The workshop was a chance for delegates to take a break from listening to research papers and work together to think through some issues critical to the impact of their work.

These issues were framed as a series of questions:

  • What are the business barriers to adopting greener technologies?
  • Do we have the political will power to make change?
  • As a society, are we really prepared to make these changes?
  • What are the technical barriers to implementing change?
  • What will our world be like if we don’t meet our environmental targets for heating and cooling?

We started off with a broad selection of introductory talks exploring different, and sometimes controversial, points of view:

Natasha Hurley, global environment campaigner for the Environmental nvestigation Agency, picked up on global environmental priorities for the cold chain by focusing on the retail sector as leader in reducing emissions.

She praised the progress from retailers, commenting that “retailers are ready for change and at the forefront of efforts to move away from HFC refrigeration”. She added that the retail sector is diverse and so there is no one-size-fits-all solution for refrigeration, but she noted that indirect emissions due to energy should be seen as important as direct emissions.

Food and Drink Federation head of climate change and energy policy Stephen Reeson looked at changes in the food manufacturing sector and assessed the impact of new political developments.

He spoke about the impact of national policy on change in the UK food and drink manufacturing sector, highlighting the challenges associated with the many regulations, as well as the many potential technological solutions available.

The need to map the potential solutions to help the non-technical specialists was discussed, along with the need for better translation and communications of technologies.

Penny Dunbabin of DECC shared her insights into how government is trying to understand the market and to drive change towards more environmental practices.
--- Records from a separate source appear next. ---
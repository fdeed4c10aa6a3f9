//! A ledger whose writes are copied into SQLite.
//!
//! The primary ledger is authoritative. Mirror failures are logged and
//! never fail the write.

use async_trait::async_trait;
use tracing::warn;

use super::{Ledger, LedgerEntry, LedgerResult, SqliteMirror};
use crate::models::{StructuredRecord, TaskId};

pub struct MirroredLedger<L> {
    primary: L,
    mirror: SqliteMirror,
}

impl<L: Ledger> MirroredLedger<L> {
    pub fn new(primary: L, mirror: SqliteMirror) -> Self {
        Self { primary, mirror }
    }

    pub fn mirror(&self) -> &SqliteMirror {
        &self.mirror
    }

    async fn copy_entry(&self, id: &TaskId) {
        let entry = match self.primary.entry(id).await {
            Ok(Some(entry)) => entry,
            Ok(None) => return,
            Err(e) => {
                warn!("Could not read {} for mirroring: {}", id, e);
                return;
            }
        };
        if let Err(e) = self.mirror.upsert_entry(&entry) {
            warn!("SQLite mirror write failed for {}: {}", id, e);
        }
    }
}

#[async_trait]
impl<L: Ledger> Ledger for MirroredLedger<L> {
    async fn is_complete(&self, id: &TaskId) -> LedgerResult<bool> {
        self.primary.is_complete(id).await
    }

    async fn mark_dispatched(&self, id: &TaskId) -> LedgerResult<()> {
        self.primary.mark_dispatched(id).await?;
        self.copy_entry(id).await;
        Ok(())
    }

    async fn save(&self, id: &TaskId, record: &StructuredRecord) -> LedgerResult<()> {
        self.primary.save(id, record).await?;
        if let Err(e) = self.mirror.upsert_record(id, record) {
            warn!("SQLite mirror record write failed for {}: {}", id, e);
        }
        self.copy_entry(id).await;
        Ok(())
    }

    async fn mark_no_data(&self, id: &TaskId, reason: &str) -> LedgerResult<()> {
        self.primary.mark_no_data(id, reason).await?;
        self.copy_entry(id).await;
        Ok(())
    }

    async fn mark_failed(&self, id: &TaskId, reason: &str, error: &str) -> LedgerResult<()> {
        self.primary.mark_failed(id, reason, error).await?;
        self.copy_entry(id).await;
        Ok(())
    }

    async fn entry(&self, id: &TaskId) -> LedgerResult<Option<LedgerEntry>> {
        self.primary.entry(id).await
    }

    async fn entries(&self) -> LedgerResult<Vec<LedgerEntry>> {
        self.primary.entries().await
    }

    async fn record(&self, id: &TaskId) -> LedgerResult<Option<StructuredRecord>> {
        self.primary.record(id).await
    }
}

#[cfg(test)]
mod tests {
    use super::*;
    use crate::extract::RecordExtractor;
    use crate::ledger::MemoryLedger;
    use crate::models::{RawHarvest, SelectedLocation};

    #[tokio::test]
    async fn copies_entries_and_records() {
        let ledger = MirroredLedger::new(MemoryLedger::new(), SqliteMirror::in_memory().unwrap());
        let id = TaskId::from_raw("02_07_001");
        let record = RecordExtractor::default()
            .extract(&RawHarvest::new(id.clone(), SelectedLocation::default()));

        ledger.mark_dispatched(&id).await.unwrap();
        assert_eq!(ledger.mirror().status(&id).unwrap().as_deref(), Some("pending"));

        ledger.save(&id, &record).await.unwrap();
        assert_eq!(ledger.mirror().status(&id).unwrap().as_deref(), Some("completed"));
        assert_eq!(ledger.mirror().record_count().unwrap(), 1);
        assert!(ledger.is_complete(&id).await.unwrap());
    }

    #[tokio::test]
    async fn primary_errors_still_surface() {
        let ledger = MirroredLedger::new(MemoryLedger::new(), SqliteMirror::in_memory().unwrap());
        let id = TaskId::from_raw("a");
        ledger.mark_no_data(&id, "no_data").await.unwrap();
        assert!(ledger.mark_failed(&id, "navigation", "x").await.is_err());
        assert_eq!(ledger.mirror().status(&id).unwrap().as_deref(), Some("completed"));
    }
}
She noted the fact that regulation and standards for space cooling are less developed than those for heating and refrigeration. She asked if there was space for more regulation.

Demand and supply

British Gas energy manager Alastair Hotchkiss took a wider view of energy use, demand and supply limitations. He concluded that, in future, focus needs to be on managing demand and supply, as well as on the interaction between the two, via smart grids, intelligent consumption and load shedding and storage.

GEA Grenco managing director David Bostock gave a business perspective of how on an international and national level businesses are having to balance priorities including environmental policy and change.

He highlighted the importance of energy costs of refrigerant plant over the lifecycle, noting that by focusing on minimising lifecycle cost it was possible to reduce the environmental impact significantly. He called this
“doing the right thing for the wrong reasons”.

Finally, Ian Tansley, chief technical officer of Surechill – a company successfully developing innovative ‘green’ cooling technology – looked at how barriers to innovation can be overcome.

He used Surechill’s experience in developing a vaccine refrigerator as an example of where a product has been developed and commercially exploited to meet a market need. However, he noted a number of barriers to innovation, namely:

  • Insufficient clarity of vision;
  • Signals not strong enough from the market;
  • Vested interest in maintaining existing market position;
  • Risk-averse leadership;
  • Lacking the culture to make significant change.

As delegates from UK, Sweden, Norway, Germany and France discussed these issues, it became clear that there were many common themes from the different presentations – including the collective view that both direct and indirect impact of rac systems have to be further addressed.

On the plus side, it was acknowledged that rac will play an increasingly important role in reducing food waste in the future and that wider adoption of heat pumps will be key to achieving low-carbon heating needs.